## Your task
Only one stretch of the listing below is wanted. Begin at the line that has "be at least", stop after the line that has "fs::write(&path, script).unwrap();", and repeat every line in between exactly.
(Data records Opens)
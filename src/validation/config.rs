//! Option range checks

use super::ValidationError;

/// Upper bound on in-flight transfers for one batch
pub const MAX_PARALLEL_TRANSFERS: usize = 64;

/// Validate the transfer fan-out bound
///
/// Zero would stall every batch; very large values defeat the point of a bound.
pub fn validate_parallel_transfers(count: usize) -> Result<(), ValidationError> {
	if count == 0 {
		return Err(ValidationError::OutOfRange {
			option: "parallel",
			reason: "must be at least 1".to_string(),
		});
	}
	if count > MAX_PARALLEL_TRANSFERS {
		return Err(ValidationError::OutOfRange {
			option: "parallel",
			reason: format!("must be at most {}, got {}", MAX_PARALLEL_TRANSFERS, count),
		});
	}
	Ok(())
}

/// Longest accepted connection timeout
pub const MAX_CONNECT_TIMEOUT_SECS: u64 = 3600;

/// Validate the connection timeout
pub fn validate_timeout_secs(timeout_secs: u64) -> Result<(), ValidationError> {
	if timeout_secs == 0 {
		return Err(ValidationError::OutOfRange {
			option: "timeout",
			reason: "must be greater than 0".to_string(),
		});
	}
	if timeout_secs > MAX_CONNECT_TIMEOUT_SECS {
		return Err(ValidationError::OutOfRange {
			option: "timeout",
			reason: format!("{} seconds is too large (max {})", timeout_secs, MAX_CONNECT_TIMEOUT_SECS),
		});
	}
	Ok(())
}


// vim: ts=4
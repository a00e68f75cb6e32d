//! SSH transport against a stand-in `ssh` that runs remote commands locally
#![cfg(unix)]

use std::fs;
use std::os::unix::fs::PermissionsExt;
use std::path::{Path, PathBuf};
use tempfile::TempDir;

use sshsync::{Direction, EngineOptions, SshSettings, SshTransport, SyncEngine, SyncTarget, Transport};

/// Client script that records how many transfer streams run at once
fn fake_ssh(dir: &Path) -> PathBuf {
	let gauge = dir.join("gauge");
	fs::create_dir_all(&gauge).unwrap();
	let script = format!(
		r#"#!/bin/sh
case " $* " in *" -O exit "*) exit 0 ;; esac
for last; do :; done
case "$last" in
*"cat "*)
	mark="{gauge}/$$"
	: > "$mark"
	ls "{gauge}" | wc -l >> "{counts}"
	sleep 0.1
	sh -c "$last"
	status=$?
	rm -f "$mark"
	exit $status
	;;
esac
exec sh -c "$last"
"#,
		gauge = gauge.display(),
		counts = dir.join("counts").display()
	);
	let path = dir.join("ssh");
	fs::write(&path, script).unwrap();
	fs::set_permissions(&path, fs::Permissions::from_mode(0o755)).unwrap();
	path
}

fn max_streams(dir: &Path) -> usize {
	fs::read_to_string(dir.join("counts"))
		.unwrap_or_default()
		.lines()
		.filter_map(|l| l.trim().parse().ok())
		.max()
		.unwrap_or(0)
}

struct Setup {
	bin: TempDir,
	local: TempDir,
	remote: TempDir,
	options: EngineOptions,
}

fn setup(parallel: usize) -> Setup {
	let bin = TempDir::new().unwrap();
	let ssh = fake_ssh(bin.path());
	let options = EngineOptions {
		parallel_transfers: parallel,
		ssh_command: ssh.to_string_lossy().into_owned(),
		..EngineOptions::default()
	};
	Setup { bin, local: TempDir::new().unwrap(), remote: TempDir::new().unwrap(), options }
}

fn settings_for(setup: &Setup, active: &[&str]) -> SshSettings {
	SshSettings {
		host: "fakehost".to_string(),
		remote_root: setup.remote.path().to_string_lossy().into_owned(),
		active_files: active.iter().map(|a| a.to_string()).collect(),
		..SshSettings::default()
	}
}

#[tokio::test]
async fn test_directory_pushes_share_the_stream_bound() {
	let setup = setup(4);
	for d in 0..4 {
		let dir = setup.local.path().join(format!("d{}", d));
		fs::create_dir_all(&dir).unwrap();
		for f in 0..4 {
			fs::write(dir.join(format!("f{}.txt", f)), format!("{}-{}", d, f)).unwrap();
		}
	}
	let settings = settings_for(&setup, &["d0/", "d1/", "d2/", "d3/"]);

	let transport = SshTransport::new(setup.options.clone());
	let session = transport.connect(&settings).await.expect("Failed to connect");
	let summary = SyncEngine::from_options(&setup.options)
		.run(session.as_ref(), &settings, setup.local.path(), Direction::Push, &SyncTarget::AllActive)
		.await;
	session.close().await.unwrap();

	assert_eq!(summary.succeeded, 4);
	assert!(summary.is_clean(), "{}", summary.message());
	assert_eq!(fs::read_to_string(setup.remote.path().join("d2/f3.txt")).unwrap(), "2-3");
	let streams = max_streams(setup.bin.path());
	assert!(streams >= 1);
	assert!(streams <= 4, "{} concurrent streams", streams);
}

#[tokio::test]
async fn test_duplicate_pull_of_one_file() {
	let setup = setup(4);
	fs::create_dir_all(setup.remote.path().join("logs")).unwrap();
	fs::write(setup.remote.path().join("logs/a.txt"), "hello").unwrap();
	let settings = settings_for(&setup, &["logs/", "logs/a.txt"]);

	let transport = SshTransport::new(setup.options.clone());
	let session = transport.connect(&settings).await.expect("Failed to connect");
	let summary = SyncEngine::from_options(&setup.options)
		.run(session.as_ref(), &settings, setup.local.path(), Direction::Pull, &SyncTarget::AllActive)
		.await;

	assert_eq!(summary.succeeded, 2, "{:?}", summary.failed);
	assert!(summary.failed.is_empty());
	let logs = setup.local.path().join("logs");
	assert_eq!(fs::read_to_string(logs.join("a.txt")).unwrap(), "hello");
	let leftovers: Vec<_> = fs::read_dir(&logs)
		.unwrap()
		.filter_map(|e| e.ok())
		.filter(|e| e.file_name().to_string_lossy().ends_with(".sshsync-part"))
		.collect();
	assert!(leftovers.is_empty());
}

// vim: ts=4
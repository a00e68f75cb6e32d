//! Save-event stream for hosts without their own (the `watch` command)
//!
//! Filesystem modifications under the project root are coalesced into short
//! bursts and fed to [`SyncContext::on_save`]. Saving the settings file itself
//! counts as an explicit `load`.

use notify::event::{CreateKind, ModifyKind, RenameMode};
use notify::{Event, EventKind, RecursiveMode, Watcher};
use std::collections::BTreeSet;
use std::error::Error;
use std::path::{Path, PathBuf};
use std::time::Duration;
use tokio::sync::mpsc;

use crate::config::SETTINGS_FILE_NAME;
use crate::context::SyncContext;
use crate::error::ConfigError;
use crate::logging::*;

/// Events closer together than this are handled as one save
const COALESCE_WINDOW: Duration = Duration::from_millis(200);

/// Whether an event kind looks like a file being written
pub fn is_save(kind: &EventKind) -> bool {
	matches!(
		kind,
		EventKind::Create(CreateKind::File)
			| EventKind::Create(CreateKind::Any)
			| EventKind::Modify(ModifyKind::Data(_))
			| EventKind::Modify(ModifyKind::Any)
			| EventKind::Modify(ModifyKind::Name(RenameMode::To))
			| EventKind::Modify(ModifyKind::Name(RenameMode::Both))
	)
}

fn collect(result: notify::Result<Event>, pending: &mut BTreeSet<PathBuf>) {
	match result {
		Ok(event) if is_save(&event.kind) => pending.extend(event.paths),
		Ok(_) => {}
		Err(e) => warn!("Watch error: {}", e),
	}
}

fn is_settings_file(root: &Path, path: &Path) -> bool {
	path == root.join(SETTINGS_FILE_NAME)
}

/// Watch the project root until Ctrl-C or the event source closes
pub async fn watch(ctx: &mut SyncContext) -> Result<(), Box<dyn Error>> {
	let root = ctx.store().workspace().ok_or(ConfigError::NoWorkspace)?.to_path_buf();

	// Saves are ignored until the record is loaded once
	if let Err(e) = ctx.load().await {
		if !e.is_first_run() {
			warn!("Settings not usable yet, saves are ignored until {} is fixed", SETTINGS_FILE_NAME);
		}
	}

	let (tx, mut rx) = mpsc::unbounded_channel();
	let mut watcher = notify::recommended_watcher(move |res: notify::Result<Event>| {
		let _ = tx.send(res);
	})?;
	watcher.watch(&root, RecursiveMode::Recursive)?;
	info!("Watching {}", root.display());

	loop {
		let first = tokio::select! {
			event = rx.recv() => event,
			_ = tokio::signal::ctrl_c() => {
				info!("Stopping watch");
				break;
			}
		};
		let first = match first {
			Some(first) => first,
			None => break,
		};

		let mut pending = BTreeSet::new();
		collect(first, &mut pending);
		while let Ok(Some(more)) = tokio::time::timeout(COALESCE_WINDOW, rx.recv()).await {
			collect(more, &mut pending);
		}

		for path in pending {
			if is_settings_file(&root, &path) {
				// Notified by load itself
				let _ = ctx.load().await;
				continue;
			}
			let is_file = tokio::fs::metadata(&path).await.map(|m| m.is_file()).unwrap_or(false);
			if !is_file {
				continue;
			}
			if let Err(e) = ctx.on_save(&path).await {
				debug!("Save of {} not uploaded: {}", path.display(), e);
			}
		}
	}

	Ok(())
}


// vim: ts=4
(Data records Closes)
## Solved problem
			reason: "must be at least 1".to_string(),
		});
	}
	if count > MAX_PARALLEL_TRANSFERS {
		return Err(ValidationError::OutOfRange {
			option: "parallel",
			reason: format!("must be at most {}, got {}", MAX_PARALLEL_TRANSFERS, count),
		});
	}
	Ok(())
}

/// Longest accepted connection timeout
pub const MAX_CONNECT_TIMEOUT_SECS: u64 = 3600;

/// Validate the connection timeout
pub fn validate_timeout_secs(timeout_secs: u64) -> Result<(), ValidationError> {
	if timeout_secs == 0 {
		return Err(ValidationError::OutOfRange {
			option: "timeout",
			reason: "must be greater than 0".to_string(),
		});
	}
	if timeout_secs > MAX_CONNECT_TIMEOUT_SECS {
		return Err(ValidationError::OutOfRange {
			option: "timeout",
			reason: format!("{} seconds is too large (max {})", timeout_secs, MAX_CONNECT_TIMEOUT_SECS),
		});
	}
	Ok(())
}


// vim: ts=4
repository a00e68f75cb6e32d
//! SSH transport against a stand-in `ssh` that runs remote commands locally
#![cfg(unix)]

use std::fs;
use std::os::unix::fs::PermissionsExt;
use std::path::{Path, PathBuf};
use tempfile::TempDir;

use sshsync::{Direction, EngineOptions, SshSettings, SshTransport, SyncEngine, SyncTarget, Transport};

/// Client script that records how many transfer streams run at once
fn fake_ssh(dir: &Path) -> PathBuf {
	let gauge = dir.join("gauge");
	fs::create_dir_all(&gauge).unwrap();
	let script = format!(
		r#"#!/bin/sh
case " $* " in *" -O exit "*) exit 0 ;; esac
for last; do :; done
case "$last" in
*"cat "*)
	mark="{gauge}/$$"
	: > "$mark"
	ls "{gauge}" | wc -l >> "{counts}"
	sleep 0.1
	sh -c "$last"
	status=$?
	rm -f "$mark"
	exit $status
	;;
esac
exec sh -c "$last"
"#,
		gauge = gauge.display(),
		counts = dir.join("counts").display()
	);
	let path = dir.join("ssh");
	fs::write(&path, script).unwrap();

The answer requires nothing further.